Siliw This movie tells a heavy topic in a very relax and easy-going way. In that ages, race is the biggest issue to stop anything it wants. Just like this movie. There is no doubt that those two young people love each other. Just like at the ending of this movie, Mrs.Prentice says that you can tell how deep they gets in love with each other from those eye contact. Will you still love your husband/wife no matter times past. This young couple does have little problems. They decide to engaged with out notice their family. But that is how love does. If you falling into love, you will do the same thing , no matter how others will look at you. Love is a safe shelter for you to against others.

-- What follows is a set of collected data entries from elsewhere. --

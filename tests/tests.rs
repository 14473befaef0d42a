// Machine-level tests: CPU programs driving coprocessors through the bus,
// device routing, the interval timer, and the control server.

use retro65::devices::{Device, Interrupt};
use retro65::ipc::{self, IpcContext, Reply, Request};
use retro65::machine::{build_bus, Configuration};
use retro65::memory::MemoryRange;
use retro65::opcodes::Variant;
use retro65::processor::{CPU, RESET_VECTOR};
use retro65::vgc::VgcState;
use std::collections::HashMap;
use std::io::{BufRead, BufReader, Write};
use std::net::TcpStream;
use std::sync::mpsc::channel;
use std::sync::{Arc, Mutex};
use std::thread;
use std::time::Duration;

const CODE: u16 = 0x2000;

fn boot(code: &[u8]) -> (CPU, retro65::SharedState) {
    let mut rom = vec![0u8; 0x4000];
    rom[(RESET_VECTOR - 0xc000) as usize] = CODE as u8;
    rom[(RESET_VECTOR - 0xc000) as usize + 1] = (CODE >> 8) as u8;
    let config = Configuration::new(rom);
    let shared = config.shared.clone();
    let bus = build_bus(&config);
    let mut cpu = CPU::new(Variant::Cmos, bus);
    cpu.reset(None);
    for (j, &byte) in code.iter().enumerate() {
        cpu.write_byte(CODE + j as u16, byte);
    }
    (cpu, shared)
}

fn run(cpu: &mut CPU, instructions: usize) {
    for _ in 0..instructions {
        cpu.clocks_for_next();
        cpu.execute_next();
        cpu.serve_interrupt_requests();
    }
}

#[test]
fn program_prints_through_the_character_port() {
    // LDA #'H'; STA $A00E; LDA #'I'; STA $A00E; JMP *
    let (mut cpu, shared) = boot(&[
        0xa9, 0x48, 0x8d, 0x0e, 0xa0, 0xa9, 0x49, 0x8d, 0x0e, 0xa0, 0x4c, 0x0a, 0x20,
    ]);
    run(&mut cpu, 8);
    let vgc = shared.vgc.lock().unwrap();
    assert_eq!(vgc.char_ram[0], b'H');
    assert_eq!(vgc.char_ram[1], b'I');
    assert_eq!(vgc.regs[3], 2, "cursor advanced");
}

#[test]
fn program_reads_the_character_in_port() {
    // LDA $A00F; STA $40; JMP *
    let (mut cpu, shared) = boot(&[0xad, 0x0f, 0xa0, 0x85, 0x40, 0x4c, 0x05, 0x20]);
    shared.vgc.lock().unwrap().chin.push_back(b'Z');
    run(&mut cpu, 3);
    assert_eq!(cpu.read_byte(0x40), b'Z');
    // the port consumed the byte; a rerun sees an empty queue
    cpu.pc = CODE;
    run(&mut cpu, 3);
    assert_eq!(cpu.read_byte(0x40), 0);
}

#[test]
fn vgc_command_from_machine_code() {
    // draw color 5, plot (3,4): GCOLOR via params at $A011
    let (mut cpu, shared) = boot(&[
        0xa9, 0x05, 0x8d, 0x11, 0xa0, // P0 = 5
        0xa9, 0x01, 0x8d, 0x10, 0xa0, // GCOLOR
        0xa9, 0x03, 0x8d, 0x11, 0xa0, // P0 = 3 (x lo)
        0xa9, 0x00, 0x8d, 0x12, 0xa0, // P1 = 0 (x hi)
        0xa9, 0x04, 0x8d, 0x13, 0xa0, // P2 = 4 (y)
        0xa9, 0x02, 0x8d, 0x10, 0xa0, // PLOT
    ]);
    run(&mut cpu, 12);
    assert_eq!(shared.vgc.lock().unwrap().pixel(3, 4), 5);
}

#[test]
fn rom_region_is_write_protected_but_sid_windows_are_not() {
    let (mut cpu, shared) = boot(&[0xea]);
    cpu.write_byte(0xc100, 0x55);
    assert_eq!(cpu.read_byte(0xc100), 0, "ROM write dropped");
    cpu.write_byte(0xd400, 0x42);
    assert_eq!(shared.sid.lock().unwrap().chips[0].voices[0].freq, 0x42);
}

#[test]
fn timer_fires_and_latch_consumes() {
    let (mut cpu, _) = boot(&[0xea]);
    cpu.write_byte(0xba41, 1); // 1 ms divisor
    cpu.write_byte(0xba42, 0);
    cpu.write_byte(0xba40, 0x03); // run + irq enable
    thread::sleep(Duration::from_millis(10));
    let (irq, nmi) = cpu.bus.borrow_mut().interrupt_requests();
    assert!(irq, "the interval elapsed");
    assert!(!nmi);
    assert_eq!(cpu.read_byte(0xba45), 1);
    assert_eq!(cpu.read_byte(0xba45), 0, "latch consumed");
}

#[test]
fn vgc_raster_irq_line_reaches_the_cpu() {
    let (mut cpu, shared) = boot(&[0xea]);
    cpu.write_byte(0xa01f, 0x80); // raster IRQ enable
    assert_eq!(cpu.read_byte(0xa01f), 0, "the enable register is write-only");
    {
        let mut vgc = shared.vgc.lock().unwrap();
        vgc.raster_line = 0;
        let mut fb = vec![0u32; retro65::vgc::FB_W * retro65::vgc::FB_H];
        retro65::vgc::render_frame(&mut vgc, &mut fb);
        assert!(vgc.raster_pending);
    }
    let (irq, _) = cpu.bus.borrow_mut().interrupt_requests();
    assert!(irq);
    // reading $A00E returns the latch and clears it
    assert_eq!(cpu.read_byte(0xa00e), 1);
    assert_eq!(cpu.read_byte(0xa00e), 0);
}

/// A scratch device that records what the bus routes at it.
struct Probe {
    writes: HashMap<u16, u8>,
}

impl Device for Probe {
    fn memconfig(&self) -> MemoryRange {
        vec![(0x7f00, 0x7f0f)]
    }
    fn read(&mut self, address: u16, _ram: &mut [u8]) -> u8 {
        self.writes.get(&address).copied().unwrap_or(0)
    }
    fn write(&mut self, address: u16, value: u8, _ram: &mut [u8]) {
        self.writes.insert(address, value);
    }
    fn interrupt_request(&mut self) -> Option<Interrupt> {
        None
    }
}

#[test]
fn attached_devices_shadow_ram() {
    let mut bus = retro65::memory::Bus::new(0xc000);
    bus.attach(Box::new(Probe { writes: HashMap::new() }));
    bus.write(0x7f05, 0x99);
    assert_eq!(bus.read(0x7f05), 0x99);
    assert_eq!(bus.ram[0x7f05], 0, "the underlying byte never changed");
}

#[test]
fn ipc_server_round_trip() {
    let vgc = Arc::new(Mutex::new(VgcState::new()));
    let (tx, rx) = channel::<(Request, std::sync::mpsc::Sender<Reply>)>();
    // a stand-in CPU thread that answers every bus request
    thread::spawn(move || {
        for (request, reply) in rx {
            let answer: Reply = match request {
                Request::Peek(_) => Ok(1),
                _ => Ok(0),
            };
            let _ = reply.send(answer);
        }
    });
    let ctx = IpcContext {
        vgc: vgc.clone(),
        requests: tx,
        storage_dir: std::env::temp_dir(),
    };
    ipc::serve(47395, ctx).unwrap();
    thread::sleep(Duration::from_millis(50));

    let stream = TcpStream::connect(("127.0.0.1", 47395)).unwrap();
    let mut writer = stream.try_clone().unwrap();
    let mut reader = BufReader::new(stream);
    let mut line = String::new();

    writer.write_all(b"{\"cmd\":\"type_text\",\"text\":\"AB\\n\"}\n").unwrap();
    reader.read_line(&mut line).unwrap();
    assert!(line.contains("\"ok\":true"), "{}", line);
    assert_eq!(
        vgc.lock().unwrap().chin.iter().copied().collect::<Vec<u8>>(),
        vec![0x41, 0x42, 0x0d]
    );

    line.clear();
    writer.write_all(b"{\"cmd\":\"peek\",\"addr\":512}\n").unwrap();
    reader.read_line(&mut line).unwrap();
    assert!(line.contains("\"value\":1"), "{}", line);

    line.clear();
    writer.write_all(b"{\"cmd\":\"wait_ready\"}\n").unwrap();
    reader.read_line(&mut line).unwrap();
    assert!(line.contains("\"ok\":true"), "{}", line);

    line.clear();
    writer.write_all(b"{\"cmd\":\"read_screen\"}\n").unwrap();
    reader.read_line(&mut line).unwrap();
    assert!(line.contains("\"lines\""), "{}", line);

    line.clear();
    writer.write_all(b"{\"cmd\":\"bogus\"}\n").unwrap();
    reader.read_line(&mut line).unwrap();
    assert!(line.contains("\"ok\":false"), "{}", line);
}

#[test]
fn vgc_system_reset_stops_music_and_network() {
    let (mut cpu, shared) = boot(&[0xea]);
    shared.music.lock().unwrap().play("c1").unwrap();
    shared.vgc.lock().unwrap().regs[1] = 9;
    cpu.write_byte(0xa010, 0xff); // VGC reset command
    assert!(!shared.music.lock().unwrap().playing);
    assert_eq!(shared.vgc.lock().unwrap().regs[1], 0, "registers zeroed");
    // every slot back to idle
    let nic = shared.nic.lock().unwrap();
    assert!(nic.slots.iter().all(|s| s.status() == 0));
}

Keith937 All I can say about this movie is that it is alright. Its well made and well acted throughout the movie and pretty entertaining. This movie is about a black man trying to marry a white woman. Because of this this movie has historical significance and a really meaningful meaning. This was an entertaining enough movie to recommend to others but it is nothing majorly special where I would tell someone that they have to go out and see it. I would also say its more of a one time watch because I don't think that it is worth watching more then once. Even though this is historically significant I still wouldn't say its something you need to go rush and see unless you're really into that kind of history.